A Conakry, Mariam décrit comment elle a été la proie d’un réseau d’exploitation sexuelle en Algérie, avant de vivre la « honte » du retour, rejetée par sa mère. Sa cousine explique, elle aussi, avoir tenté l’aventure dans l’espoir de gagner de l’argent, après que son mari l’a laissée seule avec leurs enfants et malgré les mises en garde de Mariam. Elle a pourtant vécu une expérience similaire en Algérie, avant de rentrer au pays au bout de trois mois.
En partageant leur expérience, tous essaient aujourd’hui de convaincre leurs semblables de ne pas tenter « l’aventure », sans grand succès.

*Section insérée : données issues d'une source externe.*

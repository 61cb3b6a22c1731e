//! Settings of the individual subscribers.
use std::path::PathBuf;

use tracing::level_filters::LevelFilter;
pub use tracing_appender::rolling::Rotation;
use tracing_subscriber::EnvFilter;

/// The level filter of a subscriber.
#[derive(Debug, PartialEq, Eq)]
pub struct Settings {
    /// The environment variable which overrides [`Self::default_level`], using the
    /// [`EnvFilter`] directive syntax.
    pub environment_variable: &'static str,

    pub default_level: LevelFilter,
}

impl Settings {
    /// Builds the filter from the environment. Invalid directives are ignored.
    pub(crate) fn env_filter(&self) -> EnvFilter {
        EnvFilter::builder()
            .with_env_var(self.environment_variable)
            .with_default_directive(self.default_level.into())
            .from_env_lossy()
    }
}

#[derive(Debug, Default, PartialEq, Eq)]
pub enum ConsoleLogSettings {
    #[default]
    Disabled,

    /// Writes to stdout.
    Enabled {
        common_settings: Settings,
        log_format: Format,
    },
}

impl ConsoleLogSettings {
    pub fn is_enabled(&self) -> bool {
        matches!(self, Self::Enabled { .. })
    }
}

/// Output format of the console logs.
#[cfg_attr(feature = "clap", derive(clap::ValueEnum))]
#[derive(Clone, Copy, Debug, Default, PartialEq, Eq, strum::Display, strum::EnumString)]
#[strum(serialize_all = "lowercase")]
pub enum Format {
    /// Unstructured output. ANSI colors can be turned off by setting `NO_COLOR`.
    #[default]
    Plain,

    /// One JSON object per event, for log collectors which parse structured output.
    Json,
}

/// File logs are always written as JSON.
#[derive(Debug, Default, PartialEq)]
pub enum FileLogSettings {
    #[default]
    Disabled,

    Enabled {
        common_settings: Settings,
        file_log_dir: PathBuf,
        rotation_period: Rotation,

        /// Appended to the service name, which is the file name prefix.
        filename_suffix: String,

        /// Older files are deleted on rotation. [`None`] keeps all of them.
        max_log_files: Option<usize>,
    },
}

impl FileLogSettings {
    pub fn is_enabled(&self) -> bool {
        matches!(self, Self::Enabled { .. })
    }
}

#[cfg(test)]
mod tests {
    use std::str::FromStr;

    use rstest::rstest;

    use super::*;

    #[rstest]
    #[case("plain", Format::Plain)]
    #[case("json", Format::Json)]
    fn format_from_str(#[case] input: &str, #[case] expected: Format) {
        assert_eq!(Format::from_str(input), Ok(expected));
        assert_eq!(expected.to_string(), input);
    }

    #[test]
    fn format_rejects_unknown() {
        assert!(Format::from_str("yaml").is_err());
    }

    #[test]
    fn env_filter_falls_back_to_default_level() {
        let settings = Settings {
            environment_variable: "PATCH_TELEMETRY_UNSET_LOG_LEVEL",
            default_level: LevelFilter::DEBUG,
        };

        assert_eq!(settings.env_filter().max_level_hint(), Some(LevelFilter::DEBUG));
    }

    #[test]
    fn disabled_by_default() {
        assert!(!ConsoleLogSettings::default().is_enabled());
        assert!(!FileLogSettings::default().is_enabled());
    }
}
//! A mutating admission webhook which patches cloud networking settings into admitted objects.
//!
//! The binary serves one [`Profile`][cli::Profile] at a time. Each profile validates its
//! configuration, plugs its rule set into a [`MutatingWebhook`] and runs the
//! [`WebhookServer`] until it receives SIGINT or SIGTERM.
use patch_telemetry::Tracing;
use patch_webhook::{
    WebhookError, WebhookOptions, WebhookServer,
    webhooks::{MutatingWebhook, Webhook},
};
use snafu::{ResultExt, Snafu};

use crate::{
    cli::{Profile, RuleArguments},
    config::{ConfigError, NamespaceMatcher, SubnetId},
    profiles::{PodEniRules, ServiceSubnetRules},
};

pub mod cli;
pub mod config;
pub mod profiles;

pub const APP_NAME: &str = "admission-patcher";

pub type Result<T, E = Error> = std::result::Result<T, E>;

#[derive(Debug, Snafu)]
pub enum Error {
    #[snafu(display("failed to initialize tracing"))]
    InitTracing {
        source: patch_telemetry::tracing::Error,
    },

    #[snafu(display("invalid configuration"))]
    Configure { source: ConfigError },

    #[snafu(display("failed to create webhook server"))]
    CreateWebhookServer { source: WebhookError },

    #[snafu(display("failed to run webhook server"))]
    RunWebhookServer { source: WebhookError },
}

/// Runs the webhook server of the selected `profile` until it is shut down by a signal.
pub async fn run(profile: Profile) -> Result<()> {
    let profile_name = profile.name();
    let (rules, common) = profile.into_parts();
    let options = common.webhook_options();

    let _tracing_guard = Tracing::pre_configured(APP_NAME, common.telemetry)
        .init()
        .context(InitTracingSnafu)?;

    tracing::info!(
        profile = profile_name,
        version = env!("CARGO_PKG_VERSION"),
        "starting admission patcher"
    );

    let result = serve(rules, &common.match_namespace, options).await;
    match &result {
        Ok(()) => tracing::info!("admission patcher exited"),
        Err(err) => {
            tracing::error!(error = %snafu::Report::from_error(err), "admission patcher failed")
        }
    }

    result
}

async fn serve(
    rules: RuleArguments,
    match_namespace: &str,
    options: WebhookOptions,
) -> Result<()> {
    let webhook = build_webhook(rules, match_namespace).context(ConfigureSnafu)?;

    let server = WebhookServer::new(vec![webhook], options).context(CreateWebhookServerSnafu)?;
    server.run().await.context(RunWebhookServerSnafu)
}

/// Validates the raw arguments and plugs the resulting rule set into a [`MutatingWebhook`].
fn build_webhook(
    rules: RuleArguments,
    match_namespace: &str,
) -> Result<Box<dyn Webhook>, ConfigError> {
    let namespaces: NamespaceMatcher = match_namespace.parse()?;
    tracing::debug!(%namespaces, "compiled namespace pattern");

    let webhook: Box<dyn Webhook> = match rules {
        RuleArguments::ServiceSubnet { subnet } => {
            let subnet: SubnetId = subnet.parse()?;
            tracing::debug!(%subnet, "using load balancer subnet");

            Box::new(MutatingWebhook::new(ServiceSubnetRules::new(
                subnet, namespaces,
            )))
        }
        RuleArguments::PodEni => Box::new(MutatingWebhook::new(PodEniRules::new(namespaces))),
    };

    Ok(webhook)
}

#[cfg(test)]
mod tests {
    use rstest::rstest;

    use super::*;

    #[rstest]
    #[case(RuleArguments::ServiceSubnet { subnet: "subnet-1234".to_owned() }, "^prod-")]
    #[case(RuleArguments::PodEni, ".*")]
    fn valid_configuration(#[case] rules: RuleArguments, #[case] match_namespace: &str) {
        assert!(build_webhook(rules, match_namespace).is_ok());
    }

    #[rstest]
    #[case(RuleArguments::ServiceSubnet { subnet: "  ".to_owned() }, "^prod-")]
    #[case(RuleArguments::ServiceSubnet { subnet: "subnet-1234".to_owned() }, " ")]
    #[case(RuleArguments::PodEni, "(")]
    fn invalid_configuration(#[case] rules: RuleArguments, #[case] match_namespace: &str) {
        assert!(build_webhook(rules, match_namespace).is_err());
    }

    #[tokio::test]
    async fn missing_tls_material_is_fatal() {
        let options = WebhookOptions::builder()
            .bind_address([127, 0, 0, 1], 0)
            .tls_certificate_path("/this/path/does/not/exist/tls.crt")
            .tls_private_key_path("/this/path/does/not/exist/tls.key")
            .build();

        let err = serve(RuleArguments::PodEni, ".*", options)
            .await
            .expect_err("server must not start without TLS material");

        assert!(matches!(err, Error::CreateWebhookServer { .. }));
    }
}
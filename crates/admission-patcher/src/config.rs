//! Validated configuration values.
//!
//! The raw command line arguments are parsed into these types exactly once during startup. The
//! resulting values are immutable and moved into the rule set of the selected profile.
use std::{fmt::Display, ops::Deref, str::FromStr};

use regex::Regex;
use snafu::{ResultExt, Snafu, ensure};

#[derive(Debug, Snafu)]
pub enum ConfigError {
    #[snafu(display("subnet ID must not be blank"))]
    BlankSubnet,

    #[snafu(display("namespace pattern must not be blank"))]
    BlankNamespacePattern,

    #[snafu(display("namespace pattern {pattern:?} is not a valid regular expression"))]
    InvalidNamespacePattern {
        source: regex::Error,
        pattern: String,
    },
}

/// The ID of the VPC subnet internal load balancers are placed in.
///
/// Instances of this struct are never blank. Surrounding whitespace is removed.
#[derive(Clone, Debug, PartialEq, Eq)]
pub struct SubnetId(String);

impl FromStr for SubnetId {
    type Err = ConfigError;

    fn from_str(input: &str) -> Result<Self, Self::Err> {
        let input = input.trim();
        ensure!(!input.is_empty(), BlankSubnetSnafu);

        Ok(Self(input.to_owned()))
    }
}

impl Deref for SubnetId {
    type Target = str;

    fn deref(&self) -> &Self::Target {
        &self.0
    }
}

impl Display for SubnetId {
    fn fmt(&self, f: &mut std::fmt::Formatter<'_>) -> std::fmt::Result {
        f.write_str(&self.0)
    }
}

/// Decides which namespaces are patched.
///
/// The pattern is not anchored, `prod` matches `prod-1` as well as `pre-prod`. Use `^` and `$`
/// to match whole namespace names.
#[derive(Clone, Debug)]
pub struct NamespaceMatcher(Regex);

impl NamespaceMatcher {
    pub fn is_match(&self, namespace: &str) -> bool {
        self.0.is_match(namespace)
    }

    pub fn as_str(&self) -> &str {
        self.0.as_str()
    }
}

impl FromStr for NamespaceMatcher {
    type Err = ConfigError;

    fn from_str(input: &str) -> Result<Self, Self::Err> {
        let pattern = input.trim();
        ensure!(!pattern.is_empty(), BlankNamespacePatternSnafu);

        let regex = Regex::new(pattern).context(InvalidNamespacePatternSnafu { pattern })?;
        Ok(Self(regex))
    }
}

impl Display for NamespaceMatcher {
    fn fmt(&self, f: &mut std::fmt::Formatter<'_>) -> std::fmt::Result {
        f.write_str(self.as_str())
    }
}

#[cfg(test)]
mod tests {
    use rstest::rstest;

    use super::*;

    #[rstest]
    #[case("subnet-1234", "subnet-1234")]
    #[case("  subnet-1234\n", "subnet-1234")]
    fn subnet_id(#[case] input: &str, #[case] expected: &str) {
        let subnet: SubnetId = input.parse().expect("subnet ID must be valid");
        assert_eq!(&*subnet, expected);
    }

    #[rstest]
    #[case("")]
    #[case("   ")]
    #[case("\t\n")]
    fn blank_subnet_id(#[case] input: &str) {
        let err = input.parse::<SubnetId>().expect_err("blank subnet ID must fail");
        assert!(matches!(err, ConfigError::BlankSubnet));
    }

    #[rstest]
    #[case("^prod-", "prod-1", true)]
    #[case("^prod-", "staging", false)]
    #[case("^prod-", "pre-prod-1", false)]
    #[case("prod", "pre-prod", true)]
    #[case(" ^(a|b)$ ", "b", true)]
    #[case("^(a|b)$", "ab", false)]
    #[case(".*", "", true)]
    fn namespace_matcher(#[case] pattern: &str, #[case] namespace: &str, #[case] expected: bool) {
        let matcher: NamespaceMatcher = pattern.parse().expect("pattern must be valid");
        assert_eq!(matcher.is_match(namespace), expected);
    }

    #[test]
    fn blank_namespace_pattern() {
        let err = " ".parse::<NamespaceMatcher>().expect_err("blank pattern must fail");
        assert!(matches!(err, ConfigError::BlankNamespacePattern));
    }

    #[test]
    fn invalid_namespace_pattern() {
        let err = "^prod-(".parse::<NamespaceMatcher>().expect_err("invalid pattern must fail");

        assert!(matches!(err, ConfigError::InvalidNamespacePattern { .. }));
        assert_eq!(
            err.to_string(),
            r#"namespace pattern "^prod-(" is not a valid regular expression"#
        );
    }
}
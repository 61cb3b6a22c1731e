//! Command line interface. Every deployment profile is a subcommand, all options can also be
//! provided through environment variables.
//!
//! ```
//! use admission_patcher::cli::{Cli, Profile};
//! use clap::Parser;
//!
//! let cli = Cli::parse_from([
//!     "admission-patcher",
//!     "service-subnet",
//!     "--subnet",
//!     "subnet-1234",
//!     "--match-namespace",
//!     "^prod-",
//! ]);
//! assert!(matches!(cli.profile, Profile::ServiceSubnet(_)));
//! ```
use std::{net::SocketAddr, path::PathBuf};

use clap::{Args, Parser, Subcommand};
use patch_telemetry::tracing::TelemetryOptions;
use patch_webhook::{
    WebhookOptions,
    constants::{DEFAULT_SOCKET_ADDRESS, DEFAULT_TLS_CERTIFICATE_PATH, DEFAULT_TLS_PRIVATE_KEY_PATH},
};

#[derive(Debug, PartialEq, Eq, Parser)]
#[command(name = "admission-patcher", version, about)]
pub struct Cli {
    #[command(subcommand)]
    pub profile: Profile,
}

/// The deployment profiles. Each of them patches a different kind of object.
#[derive(Debug, PartialEq, Eq, Subcommand, strum::IntoStaticStr)]
#[strum(serialize_all = "kebab-case")]
pub enum Profile {
    /// Place the load balancers of `LoadBalancer` Services into an internal subnet.
    ServiceSubnet(ServiceSubnetArguments),

    /// Attach an elastic network interface IP to the first container of Pods.
    PodEni(PodEniArguments),
}

impl Profile {
    pub fn name(&self) -> &'static str {
        self.into()
    }

    /// Splits the profile into its rule specific arguments and the options shared by all
    /// profiles.
    pub fn into_parts(self) -> (RuleArguments, CommonOptions) {
        match self {
            Profile::ServiceSubnet(ServiceSubnetArguments { subnet, common }) => {
                (RuleArguments::ServiceSubnet { subnet }, common)
            }
            Profile::PodEni(PodEniArguments { common }) => (RuleArguments::PodEni, common),
        }
    }
}

/// The raw, not yet validated, rule arguments of a [`Profile`].
#[derive(Debug, PartialEq, Eq)]
pub enum RuleArguments {
    ServiceSubnet { subnet: String },
    PodEni,
}

#[derive(Debug, PartialEq, Eq, Args)]
pub struct ServiceSubnetArguments {
    /// The ID of the subnet internal load balancers are placed in.
    #[arg(long, env = "CFG_SUBNET", value_name = "SUBNET_ID")]
    pub subnet: String,

    // IMPORTANT: All (flattened) sub structs should be placed at the end to ensure the help
    // headings are correct.
    #[command(flatten)]
    pub common: CommonOptions,
}

#[derive(Debug, PartialEq, Eq, Args)]
pub struct PodEniArguments {
    #[command(flatten)]
    pub common: CommonOptions,
}

/// Options shared by all profiles.
#[derive(Debug, PartialEq, Eq, Args)]
pub struct CommonOptions {
    /// Only objects in namespaces matching this regular expression are patched.
    #[arg(long, env = "CFG_MATCH_NS", value_name = "PATTERN")]
    pub match_namespace: String,

    /// The socket address the HTTPS server binds to.
    #[arg(long, env, value_name = "ADDRESS", default_value_t = DEFAULT_SOCKET_ADDRESS)]
    pub bind_address: SocketAddr,

    /// Path of the PEM encoded TLS certificate chain, leaf certificate first.
    #[arg(long, env, value_name = "FILE", default_value = DEFAULT_TLS_CERTIFICATE_PATH)]
    pub tls_certificate: PathBuf,

    /// Path of the PEM encoded TLS private key.
    #[arg(long, env, value_name = "FILE", default_value = DEFAULT_TLS_PRIVATE_KEY_PATH)]
    pub tls_private_key: PathBuf,

    #[command(flatten)]
    pub telemetry: TelemetryOptions,
}

impl CommonOptions {
    pub fn webhook_options(&self) -> WebhookOptions {
        WebhookOptions::builder()
            .socket_addr(self.bind_address)
            .tls_certificate_path(&self.tls_certificate)
            .tls_private_key_path(&self.tls_private_key)
            .build()
    }
}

Si « la migration clandestine est une impasse », Hammady Cherif Bah essaie de faire la démonstration que, « contrairement aux idées reçues », ceux qui ont pu profiter d’une voie légale de migration pour étudier en Europe rentrent en majorité en Guinée pour y développer des activités.
Il suit, parmi eux, Mountaga Keita, un entrepreneur qui a essuyé près de dix refus de visa avant de pouvoir aller étudier en France. Il est aujourd’hui à la tête d’une start-up qui vend des solutions technologiques dans le secteur de la santé, et rêve de retenir des jeunes en leur offrant du travail. « On en veut seulement une goutte pour pouvoir les maintenir là », dit-il à propos des « milliards de dollars transférés de gauche à droite ».